Make sure you’ve set yourself up to succeed. Self-control is a finite resource that runs out as you use it, just like gas in a car. A recent study at Florida State University found that students who were told not to eat from a plate of cookies gave up on brain teaser exercises much sooner than those who were allowed to snack away. If your goal is to take Pilates more often, let yourself indulge in other areas, like updating your wardrobe. Once Pilates becomes a habit, it will be much easier to tackle additional goals.

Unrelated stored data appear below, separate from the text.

//! Wire types shared by the bundle and observation modules.
//!
//! These are the exact structures serialised to/from JSON. Field order matches the order keys
//! appear in the rendered document, and every struct rejects unknown keys.

use serde::{Deserialize, Serialize};
use serde_json::Number;

#[derive(Clone, Debug, Deserialize, Serialize, PartialEq, Eq)]
#[serde(deny_unknown_fields)]
pub(crate) struct MetaWire {
    pub profile: Vec<String>,
}

impl MetaWire {
    pub fn with_profile(profile: &str) -> Self {
        Self {
            profile: vec![profile.to_string()],
        }
    }
}

#[derive(Clone, Debug, Deserialize, Serialize, PartialEq, Eq)]
#[serde(deny_unknown_fields)]
pub(crate) struct IdentifierWire {
    pub system: String,
    pub value: String,
}

#[derive(Clone, Debug, Deserialize, Serialize, PartialEq, Eq)]
#[serde(deny_unknown_fields)]
pub(crate) struct CodingWire {
    pub system: String,
    pub code: String,
    #[serde(default, skip_serializing_if = "Option::is_none")]
    pub display: Option<String>,
}

#[derive(Clone, Debug, Deserialize, Serialize, PartialEq, Eq)]
#[serde(deny_unknown_fields)]
pub(crate) struct CodeableConceptWire {
    pub coding: Vec<CodingWire>,
}

impl CodeableConceptWire {
    pub fn single(system: &str, code: &str, display: Option<&str>) -> Self {
        Self {
            coding: vec![CodingWire {
                system: system.to_string(),
                code: code.to_string(),
                display: display.map(str::to_string),
            }],
        }
    }

    /// Returns the first code carrying `system`, if any.
    pub fn code_in(&self, system: &str) -> Option<&str> {
        self.coding
            .iter()
            .find(|c| c.system == system)
            .map(|c| c.code.as_str())
    }
}

#[derive(Clone, Debug, Deserialize, Serialize, PartialEq, Eq)]
#[serde(deny_unknown_fields)]
pub(crate) struct ReferenceWire {
    pub reference: String,
}

#[derive(Clone, Debug, Deserialize, Serialize, PartialEq)]
#[serde(deny_unknown_fields)]
pub(crate) struct QuantityWire {
    pub value: Number,
    pub system: String,
    pub code: String,
}

#[derive(Clone, Debug, Deserialize, Serialize, PartialEq, Eq)]
#[serde(deny_unknown_fields)]
pub(crate) struct SpecimenCollectionWire {
    #[serde(rename = "collectedDateTime")]
    pub collected_date_time: String,
}

#[derive(Clone, Debug, Deserialize, Serialize, PartialEq, Eq)]
#[serde(deny_unknown_fields)]
pub(crate) struct SpecimenWire {
    #[serde(rename = "resourceType")]
    pub resource_type: String,

    pub id: String,

    #[serde(rename = "type")]
    pub specimen_type: CodeableConceptWire,

    pub collection: SpecimenCollectionWire,
}

#[derive(Clone, Debug, Deserialize, Serialize, PartialEq, Eq)]
#[serde(deny_unknown_fields)]
pub(crate) struct SubjectWire {
    pub identifier: IdentifierWire,
}

#[derive(Clone, Debug, Deserialize, Serialize, PartialEq, Eq)]
#[serde(deny_unknown_fields)]
pub(crate) struct PerformerWire {
    pub id: String,
    pub identifier: IdentifierWire,
}

#[derive(Clone, Debug, Deserialize, Serialize, PartialEq, Eq)]
#[serde(deny_unknown_fields)]
pub(crate) struct MethodWire {
    pub text: String,
}

#[derive(Clone, Debug, Deserialize, Serialize, PartialEq)]
#[serde(deny_unknown_fields)]
pub(crate) struct ReferenceRangeWire {
    pub low: QuantityWire,
    pub high: QuantityWire,
    #[serde(rename = "type")]
    pub range_type: CodeableConceptWire,
}

#[derive(Clone, Debug, Deserialize, Serialize, PartialEq, Eq)]
#[serde(deny_unknown_fields)]
pub(crate) struct ExtensionWire {
    pub url: String,
    #[serde(rename = "valueString")]
    pub value_string: String,
}

/// Wire representation of an observation, used for both the panel and the measurements.
///
/// Members that only one of the two carries are optional and omitted when empty.
#[derive(Clone, Debug, Deserialize, Serialize, PartialEq)]
#[serde(deny_unknown_fields)]
pub(crate) struct ObservationWire {
    #[serde(rename = "resourceType")]
    pub resource_type: String,

    pub id: String,

    pub meta: MetaWire,

    pub contained: Vec<SpecimenWire>,

    pub status: String,

    pub category: Vec<CodeableConceptWire>,

    pub code: CodeableConceptWire,

    pub subject: SubjectWire,

    pub issued: String,

    pub performer: Vec<PerformerWire>,

    #[serde(
        rename = "valueQuantity",
        default,
        skip_serializing_if = "Option::is_none"
    )]
    pub value_quantity: Option<QuantityWire>,

    #[serde(default, skip_serializing_if = "Option::is_none")]
    pub method: Option<MethodWire>,

    pub specimen: ReferenceWire,

    #[serde(
        rename = "referenceRange",
        default,
        skip_serializing_if = "Vec::is_empty"
    )]
    pub reference_range: Vec<ReferenceRangeWire>,

    #[serde(rename = "hasMember", default, skip_serializing_if = "Vec::is_empty")]
    pub has_member: Vec<ReferenceWire>,

    #[serde(default, skip_serializing_if = "Vec::is_empty")]
    pub extension: Vec<ExtensionWire>,
}

#[derive(Clone, Debug, Deserialize, Serialize, PartialEq)]
#[serde(deny_unknown_fields)]
pub(crate) struct EntryWire {
    #[serde(rename = "fullUrl")]
    pub full_url: String,

    pub resource: ObservationWire,
}

/// Wire representation of the whole document.
#[derive(Clone, Debug, Deserialize, Serialize, PartialEq)]
#[serde(deny_unknown_fields)]
pub(crate) struct BundleWire {
    #[serde(rename = "resourceType")]
    pub resource_type: String,

    pub meta: MetaWire,

    pub identifier: IdentifierWire,

    #[serde(rename = "type")]
    pub bundle_type: String,

    pub entry: Vec<EntryWire>,
}
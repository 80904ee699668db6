//! Bundle assembly.
//!
//! [`HemogramGenerator`] owns the random number generator and the reference instant of a run.
//! Each call to [`HemogramGenerator::assemble_bundle`] draws a subject, timestamps, identifiers
//! and four values, then builds one self-contained bundle from them.

use crate::builder::{build_measurement, build_summary, SampleContext};
use crate::identifiers::{
    collection_timestamp, draw_days_ago, issue_timestamp, new_identifier, synthetic_subject_id,
};
use crate::scenario::{pick_random, ScenarioProfile, LOCATIONS, SCENARIOS};
use chrono::{DateTime, Utc};
use fhir::{HemogramBundleData, MeasurementKind};
use rand::rngs::StdRng;
use rand::{Rng, SeedableRng};

/// Generates hemogram bundles from an injected random source.
#[derive(Debug)]
pub struct HemogramGenerator<R> {
    rng: R,
    reference_time: DateTime<Utc>,
}

impl HemogramGenerator<StdRng> {
    /// Reproducible generator: the same seed and reference time give the same bundles.
    pub fn seeded(seed: u64, reference_time: DateTime<Utc>) -> Self {
        Self::new(StdRng::seed_from_u64(seed), reference_time)
    }

    /// Generator seeded from operating system entropy.
    pub fn from_entropy(reference_time: DateTime<Utc>) -> Self {
        Self::new(StdRng::from_entropy(), reference_time)
    }
}

impl<R: Rng> HemogramGenerator<R> {
    pub fn new(rng: R, reference_time: DateTime<Utc>) -> Self {
        Self {
            rng,
            reference_time,
        }
    }

    pub fn pick_scenario(&mut self) -> &'static ScenarioProfile {
        pick_random(&SCENARIOS, &mut self.rng)
    }

    pub fn pick_location(&mut self) -> &'static str {
        *pick_random(&LOCATIONS, &mut self.rng)
    }

    /// Draws one value per kind from `scenario`, indexed like [`MeasurementKind::ALL`].
    pub fn sample_values(&mut self, scenario: &ScenarioProfile) -> [f64; 4] {
        MeasurementKind::ALL.map(|kind| scenario.range_for(kind).sample(&mut self.rng, kind))
    }

    /// Builds one bundle for `scenario` at `location`.
    ///
    /// Subject and timestamps are drawn once and shared by all five records.
    pub fn assemble_bundle(
        &mut self,
        sequence: u32,
        scenario: &ScenarioProfile,
        location: &str,
    ) -> HemogramBundleData {
        let identifier = new_identifier(&mut self.rng);
        let days_ago = draw_days_ago(&mut self.rng);

        let ctx = SampleContext {
            subject_id: synthetic_subject_id(&mut self.rng),
            collected_at: collection_timestamp(self.reference_time, days_ago),
            issued_at: issue_timestamp(self.reference_time, days_ago),
            location: location.to_string(),
        };

        let summary_url = new_identifier(&mut self.rng);
        let member_urls = MeasurementKind::ALL.map(|_| new_identifier(&mut self.rng));
        let values = self.sample_values(scenario);

        let measurements: Vec<_> = MeasurementKind::ALL
            .iter()
            .zip(member_urls)
            .zip(values)
            .map(|((kind, full_url), value)| build_measurement(full_url, *kind, value, &ctx))
            .collect();

        tracing::debug!(
            sequence,
            scenario = scenario.name,
            location,
            days_ago,
            bundle = %identifier,
            "assembled hemogram bundle"
        );

        HemogramBundleData {
            identifier,
            summary: build_summary(summary_url, member_urls, &ctx),
            measurements,
        }
    }
}

#[cfg(test)]
mod tests {
    use super::*;
    use crate::identifiers::local_offset;
    use chrono::Duration;
    use fhir::HemogramBundle;
    use std::collections::HashSet;

    fn reference() -> DateTime<Utc> {
        "2026-10-19T12:00:00Z".parse().unwrap()
    }

    #[test]
    fn bundle_has_panel_and_four_members() {
        let mut generator = HemogramGenerator::seeded(1, reference());
        let scenario = ScenarioProfile::find("normal").unwrap();
        let bundle = generator.assemble_bundle(1, scenario, "Setor Bueno");

        assert_eq!(bundle.measurements.len(), 4);
        assert_eq!(
            bundle.summary.members,
            bundle.measurements.iter().map(|m| m.full_url).collect::<Vec<_>>()
        );
        bundle.validate().expect("assembled bundle is valid");
    }

    #[test]
    fn values_follow_the_scenario() {
        let mut generator = HemogramGenerator::seeded(77, reference());

        for scenario in &SCENARIOS {
            for sequence in 1..=25 {
                let bundle = generator.assemble_bundle(sequence, scenario, "Centro");
                for record in &bundle.measurements {
                    let range = scenario.range_for(record.kind);
                    assert!(
                        range.contains(record.value),
                        "{} {:?} {}",
                        scenario.name,
                        record.kind,
                        record.value
                    );
                }
            }
        }
    }

    #[test]
    fn records_share_subject_and_timestamps() {
        let mut generator = HemogramGenerator::seeded(5, reference());
        let scenario = ScenarioProfile::find("dengue").unwrap();
        let bundle = generator.assemble_bundle(3, scenario, "Vila Nova");

        for record in &bundle.measurements {
            assert_eq!(record.subject_id, bundle.summary.subject_id);
            assert_eq!(record.collected_at, bundle.summary.collected_at);
            assert_eq!(record.issued_at, bundle.summary.issued_at);
            assert_eq!(record.location.as_deref(), Some("Vila Nova"));
        }
        assert_eq!(
            bundle.summary.issued_at - bundle.summary.collected_at,
            Duration::days(1)
        );
        let reference_local = reference().with_timezone(&local_offset());
        assert!(bundle.summary.collected_at <= reference_local);
        assert!(reference_local - bundle.summary.collected_at <= Duration::days(7));
    }

    #[test]
    fn identifiers_are_distinct_across_bundles() {
        let mut generator = HemogramGenerator::seeded(8, reference());
        let mut seen = HashSet::new();

        for sequence in 1..=50 {
            let scenario = generator.pick_scenario();
            let location = generator.pick_location();
            let bundle = generator.assemble_bundle(sequence, scenario, location);

            assert!(seen.insert(bundle.identifier));
            for url in bundle.full_urls() {
                assert!(seen.insert(url));
            }
        }
    }

    #[test]
    fn same_seed_renders_identical_documents() {
        let render = |seed| {
            let mut generator = HemogramGenerator::seeded(seed, reference());
            let scenario = generator.pick_scenario();
            let location = generator.pick_location();
            HemogramBundle::render(&generator.assemble_bundle(1, scenario, location)).unwrap()
        };

        assert_eq!(render(42), render(42));
        assert_ne!(render(42), render(43));
    }
}
//! Internal implementation of resource identifiers.

use crate::{UuidError, UuidResult};
use rand::RngCore;
use std::{fmt, str::FromStr};

/// Re-exported for convenience.
pub use ::uuid::Uuid;

/// Namespace prefix used for `fullUrl` values and internal references.
pub const URN_UUID_PREFIX: &str = "urn:uuid:";

/// A version 4 UUID identifying one resource (or one bundle) in a generated document.
///
/// Once constructed the identifier always renders in lowercase hyphenated form. Use
/// [`ResourceUuid::urn`] for the `urn:uuid:` form used by bundle entries.
///
/// # Construction
/// - [`ResourceUuid::new`] draws from operating system entropy.
/// - [`ResourceUuid::from_rng`] draws from a caller-supplied generator.
/// - [`ResourceUuid::parse`] / [`ResourceUuid::parse_urn`] validate rendered identifiers.
#[derive(Clone, Copy, Debug, PartialEq, Eq, Hash)]
pub struct ResourceUuid(Uuid);

impl Default for ResourceUuid {
    fn default() -> Self {
        Self::new()
    }
}

impl ResourceUuid {
    /// Generates a new identifier from operating system entropy.
    pub fn new() -> Self {
        Self(Uuid::new_v4())
    }

    /// Generates a new identifier from the given random number generator.
    ///
    /// The version and variant bits are set as for any v4 UUID, so the result is
    /// indistinguishable from [`ResourceUuid::new`] apart from where the randomness came from.
    pub fn from_rng<R: RngCore + ?Sized>(rng: &mut R) -> Self {
        let mut bytes = [0u8; 16];
        rng.fill_bytes(&mut bytes);
        Self(::uuid::Builder::from_random_bytes(bytes).into_uuid())
    }

    /// Validates and parses an identifier in lowercase hyphenated form.
    ///
    /// # Errors
    ///
    /// Returns [`UuidError::InvalidInput`] if `input` is not a lowercase hyphenated UUID.
    pub fn parse(input: &str) -> UuidResult<Self> {
        if !Self::is_canonical(input) {
            return Err(UuidError::InvalidInput(format!(
                "UUID must be 36 lowercase hyphenated hex characters, got: '{}'",
                input
            )));
        }

        Uuid::parse_str(input)
            .map(Self)
            .map_err(|e| UuidError::InvalidInput(format!("Invalid UUID '{}': {}", input, e)))
    }

    /// Validates and parses an identifier in `urn:uuid:` form.
    ///
    /// # Errors
    ///
    /// Returns [`UuidError::InvalidInput`] if the prefix is missing or the remainder is not a
    /// lowercase hyphenated UUID.
    pub fn parse_urn(input: &str) -> UuidResult<Self> {
        let rest = input.strip_prefix(URN_UUID_PREFIX).ok_or_else(|| {
            UuidError::InvalidInput(format!(
                "Reference must start with '{}', got: '{}'",
                URN_UUID_PREFIX, input
            ))
        })?;
        Self::parse(rest)
    }

    /// Returns true if `input` is a lowercase hyphenated UUID (`8-4-4-4-12`).
    ///
    /// This is a purely syntactic check.
    pub fn is_canonical(input: &str) -> bool {
        input.len() == 36
            && input.bytes().enumerate().all(|(i, b)| match i {
                8 | 13 | 18 | 23 => b == b'-',
                _ => matches!(b, b'0'..=b'9' | b'a'..=b'f'),
            })
    }

    /// Returns the underlying `uuid::Uuid`.
    pub fn uuid(&self) -> Uuid {
        self.0
    }

    /// Returns the `urn:uuid:` form of this identifier.
    pub fn urn(&self) -> String {
        format!("{}{}", URN_UUID_PREFIX, self.0.hyphenated())
    }
}

impl fmt::Display for ResourceUuid {
    /// Formats the identifier in lowercase hyphenated form, without the URN prefix.
    fn fmt(&self, f: &mut fmt::Formatter<'_>) -> fmt::Result {
        write!(f, "{}", self.0.hyphenated())
    }
}

impl FromStr for ResourceUuid {
    type Err = UuidError;

    /// Accepts either the bare hyphenated form or the `urn:uuid:` form.
    fn from_str(s: &str) -> Result<Self, Self::Err> {
        if s.starts_with(URN_UUID_PREFIX) {
            Self::parse_urn(s)
        } else {
            Self::parse(s)
        }
    }
}
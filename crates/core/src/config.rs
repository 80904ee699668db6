//! Generator runtime configuration.
//!
//! This module defines configuration that is resolved once at process startup (from command-line
//! arguments) and then passed into the batch run. Validation happens in the constructor so a
//! bad value is reported before any file is written.

use crate::constants::DEFAULT_OUTPUT_DIR;
use crate::scenario::ScenarioProfile;
use crate::{GeneratorError, GeneratorResult};
use std::path::{Path, PathBuf};

/// Generator configuration resolved at startup.
#[derive(Clone, Debug)]
pub struct GeneratorConfig {
    output_dir: PathBuf,
    bundle_count: u32,
    seed: Option<u64>,
    scenario: Option<&'static ScenarioProfile>,
}

impl GeneratorConfig {
    /// Create a new `GeneratorConfig`.
    ///
    /// # Errors
    ///
    /// Returns [`GeneratorError::InvalidInput`] if `bundle_count` is zero or `scenario` does not
    /// name a known scenario.
    pub fn new(
        output_dir: PathBuf,
        bundle_count: u32,
        seed: Option<u64>,
        scenario: Option<&str>,
    ) -> GeneratorResult<Self> {
        if bundle_count == 0 {
            return Err(GeneratorError::InvalidInput(
                "bundle count must be at least 1".into(),
            ));
        }

        let scenario = scenario
            .map(|name| {
                ScenarioProfile::find(name).ok_or_else(|| {
                    GeneratorError::InvalidInput(format!(
                        "unknown scenario '{}' (expected one of: {})",
                        name,
                        ScenarioProfile::names().join(", ")
                    ))
                })
            })
            .transpose()?;

        Ok(Self {
            output_dir,
            bundle_count,
            seed,
            scenario,
        })
    }

    pub fn output_dir(&self) -> &Path {
        &self.output_dir
    }

    pub fn bundle_count(&self) -> u32 {
        self.bundle_count
    }

    pub fn seed(&self) -> Option<u64> {
        self.seed
    }

    pub fn scenario(&self) -> Option<&'static ScenarioProfile> {
        self.scenario
    }
}

/// Resolve the output directory.
///
/// An explicit `override_dir` wins; otherwise the default directory under `base_dir`.
pub fn resolve_output_dir(override_dir: Option<PathBuf>, base_dir: &Path) -> PathBuf {
    override_dir.unwrap_or_else(|| base_dir.join(DEFAULT_OUTPUT_DIR))
}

Your Perfect Workout Partner
Athletes of all stripes swear by sports drinks to help them perform at their peak. But it turns out that a simple banana is just as effective. When researchers gave cyclists either a cup of sports drink or half a banana every 15 minutes over a 46-mile ride, both groups finished in the same amount of time with the same levels of energy-supplying glucose. That’s because bananas naturally have a near-perfect mix of carbohydrates, vitamins and antioxidants. Stash one in your dance bag whenever you need to sustain your strength for a long day of rehearsal.
Spice It Up
Forget bland, tasteless “health” food. You’re better off loading up your dinner with spices. Recent research shows that people eat about 5 to 10 percent less of a meal when it has a strong aroma. If you sprinkle on some rosemary or Szechuan pepper, you’ll enjoy your food more—and eat fewer calories.
The key to a longer, stronger workout might be found in an unlikely place: cold hands. A recent study found that when women held a cooling device while exercising, their walking speed increased, their blood pressure dropped and after 12 weeks they lost an average of three inches from their waists. Apparently, chilling your hands sends cool blood back to your heart, which helps to decrease fatigue and boost endurance. Pack your water bottle with ice and hold it between combinations during your next class. It’s a quirky trick, but you just might feel a bit of an extra lift in your grand jeté.
Battle of the Nut Butters
Most dancers are nut butter fiends. But is one option better than the rest? The calories, fat and protein are all roughly the same in each nut butter. The differences lie in the nutrients—particularly vitamin E, says Emily Harrison, MS, RD, LD, a dietitian at the Centre for Dance Nutrition in Atlanta. “Vitamin E is relatively hard to find in most dancers’ diets because it’s often in sources of fat. But it’s an important antioxidant that helps with recovery after hours of dancing.” With almost half of your daily vitamin E needs, sunflower seed butter is the winner. “But they’re all great sources of protein and good fats, so it really comes down to taste preference,” says Harrison. Just be sure to avoid brands with added sugar. And if you can, reach for varieties with blended flax seeds, which will also give you helpful omega-3s.